Goodell: Oakland, San Diego, St. Louis stadiums inadequate
Goodell made the comments in a 48-page report sent to the NFL’s 32 owners, reports by the Times.
It’s also possible that one team could get approval to move, either the Chargers or the Rams, with the possibility of the other team heading to Los Angeles later if no stadium deal can be reached in their home market. The Rams, tenants of St. Louis, MO since 1995, were particularly scathing in their relocation application, calling the Gateway to the West “incapable of supporting three teams”.
Goodell in another memo to the league’s teams on Saturday said new stadium options presented by officials in Oakland, St. Louis and San Diego are “inadequate”.
San Diego and St. Louis each have $1.1-billion plans to keep their franchises, while Oakland has yet to make a formal proposal.
The Chargers’ stadium saga turned nasty in the past year as Fabiani attacked Faulconer and his proposals to keep the team in San Diego.
Rams owner Stan Kroenke hopes to return the franchise to the area where it spent 49 seasons from 1946-94. Under Kroenke’s proposal, the stadium would be owned by both teams as part of a stadium company.
The Rams aren’t staying in St. Louis, that’s increasingly clear. All three have filed for relocation.
As reported on @THENFLTODAY, Cowboys have proposed a measure for ownership vote that would send the Chargers with the Rams to Inglewood…

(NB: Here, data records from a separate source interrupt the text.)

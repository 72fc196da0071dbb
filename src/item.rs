//! Cache item protocol.
//!
//! Every item this crate stores in the distributed cache carries one of three tags in its flags. Anything it cannot
//! interpret with confidence is reported as a [`Lookup::Miss`] so that the caller falls back to the backing store.

use std::fmt::Debug;
use std::time::Duration;

use crate::codec;
use crate::property::PropertyList;

#[derive(Clone, Copy, Debug, PartialEq, Eq, Hash)]
#[repr(u32)]
pub enum ItemTag {
    /// No confirmed value; a populate may be in progress.
    Locked   = 1,
    Entity   = 2,
    NotFound = 3,
}

impl ItemTag {
    pub fn from_flags(flags: u32) -> Option<Self> {
        match flags {
            1 => Some(Self::Locked),
            2 => Some(Self::Entity),
            3 => Some(Self::NotFound),
            _ => None,
        }
    }

    pub fn flags(self) -> u32 {
        self as u32
    }
}

#[derive(Clone, PartialEq, Eq)]
pub struct CacheItem {
    pub key:        String,
    pub value:      Vec<u8>,
    pub flags:      u32,
    /// Opaque token handed out by the cache on reads; required for compare-and-swap. Ignored on add and set.
    pub version:    u64,
    pub expiration: Option<Duration>,
}

impl CacheItem {
    /// A lock placeholder. The random value lets the placing caller recognize its own lock later.
    pub fn lock<S: Into<String>>(key: S, ttl: Duration) -> Self {
        Self {
            key:        key.into(),
            value:      rand::random::<[u8; 8]>().to_vec(),
            flags:      ItemTag::Locked.flags(),
            version:    0,
            expiration: Some(ttl),
        }
    }

    /// A lock written by write invalidation. It has no owner, so the next reader may claim it with compare-and-swap.
    pub fn invalidation<S: Into<String>>(key: S, ttl: Duration) -> Self {
        Self {
            key:        key.into(),
            value:      Vec::new(),
            flags:      ItemTag::Locked.flags(),
            version:    0,
            expiration: Some(ttl),
        }
    }

    pub fn entity<S: Into<String>>(key: S, payload: Vec<u8>) -> Self {
        Self {
            key:        key.into(),
            value:      payload,
            flags:      ItemTag::Entity.flags(),
            version:    0,
            expiration: None,
        }
    }

    pub fn not_found<S: Into<String>>(key: S) -> Self {
        Self {
            key:        key.into(),
            value:      Vec::new(),
            flags:      ItemTag::NotFound.flags(),
            version:    0,
            expiration: None,
        }
    }

    pub fn tag(&self) -> Option<ItemTag> {
        ItemTag::from_flags(self.flags)
    }

    pub fn with_version(mut self, version: u64) -> Self {
        self.version = version;
        self
    }

    /// True if this is the very lock `lock` placed earlier.
    pub fn is_lock_of(&self, lock: &CacheItem) -> bool {
        self.tag() == Some(ItemTag::Locked)
            && lock.tag() == Some(ItemTag::Locked)
            && !lock.value.is_empty()
            && self.value == lock.value
    }

    /// A lock left by write invalidation rather than by a populate in progress.
    pub fn is_orphan_lock(&self) -> bool {
        self.tag() == Some(ItemTag::Locked) && self.value.is_empty()
    }
}

impl Debug for CacheItem {
    fn fmt(&self, f: &mut std::fmt::Formatter<'_>) -> std::fmt::Result {
        f.debug_struct("CacheItem")
            .field("key", &self.key)
            .field("flags", &self.flags)
            .field("version", &self.version)
            .field("value_len", &self.value.len())
            .field("expiration", &self.expiration)
            .finish()
    }
}

/// What a cache read tells about a key.
#[derive(Debug, PartialEq)]
pub enum Lookup {
    Entity(PropertyList),
    NotFound,
    Locked,
    /// Absent, unknown tag, or undecodable payload.
    Miss,
}

impl Lookup {
    pub fn is_resolved(&self) -> bool {
        matches!(self, Lookup::Entity(_) | Lookup::NotFound)
    }
}

pub fn interpret(item: Option<&CacheItem>) -> Lookup {
    let Some(item) = item
    else {
        return Lookup::Miss;
    };

    match item.tag() {
        Some(ItemTag::Locked) => Lookup::Locked,
        Some(ItemTag::NotFound) => Lookup::NotFound,
        Some(ItemTag::Entity) => match codec::decode(&item.value) {
            Ok(properties) => Lookup::Entity(properties),
            Err(err) => {
                tracing::warn!("Corrupt cache item '{}': {err}", item.key);
                Lookup::Miss
            }
        },
        None => {
            tracing::debug!("Unknown flags {} on cache item '{}'", item.flags, item.key);
            Lookup::Miss
        }
    }
}
use std::fmt::Debug;

use crate::codec::Entity;
use crate::codec::EntityObject;
use crate::error::CodecError;
use crate::error::Error;
use crate::error::KeyError;
use crate::key::Key;
use crate::property::PropertyList;

/// Outcome for one key of a batch.
#[derive(Clone, Debug, PartialEq)]
pub enum KeyResult<T> {
    Found(T),
    NotFound,
    Failed(KeyError),
}

/// Per-key outcome of [`Cache::get_multi_into()`](crate::Cache::get_multi_into); the values end up in the container.
pub type KeyStatus = KeyResult<()>;

impl<T> KeyResult<T> {
    pub fn is_found(&self) -> bool {
        matches!(self, KeyResult::Found(_))
    }

    pub fn is_not_found(&self) -> bool {
        matches!(self, KeyResult::NotFound)
    }

    pub fn found(self) -> Option<T> {
        match self {
            KeyResult::Found(v) => Some(v),
            _ => None,
        }
    }

    pub fn status(&self) -> KeyStatus {
        match self {
            KeyResult::Found(_) => KeyResult::Found(()),
            KeyResult::NotFound => KeyResult::NotFound,
            KeyResult::Failed(err) => KeyResult::Failed(err.clone()),
        }
    }

    pub fn into_result(self, key: &Key) -> Result<T, Error> {
        match self {
            KeyResult::Found(v) => Ok(v),
            KeyResult::NotFound => Err(Error::NotFound(key.clone())),
            KeyResult::Failed(source) => Err(Error::Key {
                key: key.clone(),
                source,
            }),
        }
    }
}

/// Result containers accepted by [`Cache::get_multi_into()`](crate::Cache::get_multi_into).
///
/// The container must have exactly one slot per key. Slots of keys that are not found or failed are left untouched.
pub enum ResultSlots<'a, T: Entity = PropertyList> {
    /// Concrete records, including `PropertyList` itself.
    Records(&'a mut [T]),
    /// Boxed records; `None` slots get allocated when an entity is found.
    Boxed(&'a mut [Option<Box<T>>]),
    /// Pre-allocated records of possibly different types. Every slot must hold an object to load into.
    Objects(&'a mut [Option<Box<dyn EntityObject>>]),
}

impl<'a> ResultSlots<'a, PropertyList> {
    pub fn objects(slots: &'a mut [Option<Box<dyn EntityObject>>]) -> Self {
        ResultSlots::Objects(slots)
    }
}

impl<T: Entity> ResultSlots<'_, T> {
    pub fn len(&self) -> usize {
        match self {
            ResultSlots::Records(s) => s.len(),
            ResultSlots::Boxed(s) => s.len(),
            ResultSlots::Objects(s) => s.len(),
        }
    }

    pub fn is_empty(&self) -> bool {
        self.len() == 0
    }

    // Shape checks done before any I/O.
    pub(crate) fn validate(&self, key_count: usize) -> Result<(), Error> {
        if self.len() != key_count {
            return Err(Error::LengthMismatch {
                keys:   key_count,
                values: self.len(),
            });
        }
        if let ResultSlots::Objects(slots) = self {
            if let Some(idx) = slots.iter().position(|s| s.is_none()) {
                return Err(Error::InvalidContainer(format!(
                    "object slot {idx} is empty; cannot infer the entity type to load into"
                )));
            }
        }
        Ok(())
    }
}

/// Where the populate protocol delivers entities. `accept` must leave the slot untouched on error.
pub(crate) trait Sink: Send {
    fn accept(&mut self, idx: usize, properties: PropertyList) -> Result<(), CodecError>;
}

impl<T: Entity> Sink for ResultSlots<'_, T> {
    fn accept(&mut self, idx: usize, properties: PropertyList) -> Result<(), CodecError> {
        match self {
            ResultSlots::Records(slots) => slots[idx] = T::load(properties)?,
            ResultSlots::Boxed(slots) => slots[idx] = Some(Box::new(T::load(properties)?)),
            ResultSlots::Objects(slots) => match slots[idx].as_mut() {
                Some(object) => object.load_into(properties)?,
                None => return Err(CodecError::Unsupported(format!("empty object slot {idx}"))),
            },
        }
        Ok(())
    }
}

/// Collects freshly loaded records.
pub(crate) struct Collector<T>(pub(crate) Vec<Option<T>>);

impl<T: Entity> Sink for Collector<T> {
    fn accept(&mut self, idx: usize, properties: PropertyList) -> Result<(), CodecError> {
        self.0[idx] = Some(T::load(properties)?);
        Ok(())
    }
}

/// Shifts indices so a chunk of a larger batch can fill its part of the sink.
pub(crate) struct Offset<'a> {
    pub(crate) sink: &'a mut dyn Sink,
    pub(crate) base: usize,
}

impl Sink for Offset<'_> {
    fn accept(&mut self, idx: usize, properties: PropertyList) -> Result<(), CodecError> {
        self.sink.accept(self.base + idx, properties)
    }
}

On Friday, Melvin emailed Eric Grubman, the NFL’s point man on Los Angeles, to say that he had heard nothing back on his request to Mark Fabiani, who represents Spanos.
– Jason La Canfora (@JasonLaCanfora) January 10, 2016The Chargers, Rams and Raiders have until Mon AM to sign final economic term sheets on relocation. The Rams are planning a stadium in Inglewood on the site of the old Hollywood Park racetrack.
Last month, Chargers owner Dean Spanos affirmed the “strong partnership” between his team and the Raiders in a letter to the league’s L.A. committee dismissing an offer to share the Inglewood venue with the Rams.
“L.A. has definitely been for the National Football League what Washington D.C. used to be for baseball – a bogeyman that you use to scare city councils”, said Neil deMause, editor of Field of Schemes, a website that tracks stadium subsidies.
In a written statement Saturday, the St. Louis stadium task force said it is “confident our proposal will speak extremely well” for the city as owners deliberate in Houston.
However, Georgia Frontiere, a former chorus girl whose sixth husband was then Rams owner Carrol Rosenbloom, inherited the team when Rosenbloom mysteriously drowned in 1979. And the task force asked for $300 million in league stadium funding, $100 million “in excess of the maximum provided under current policy”, the source said, again citing the report.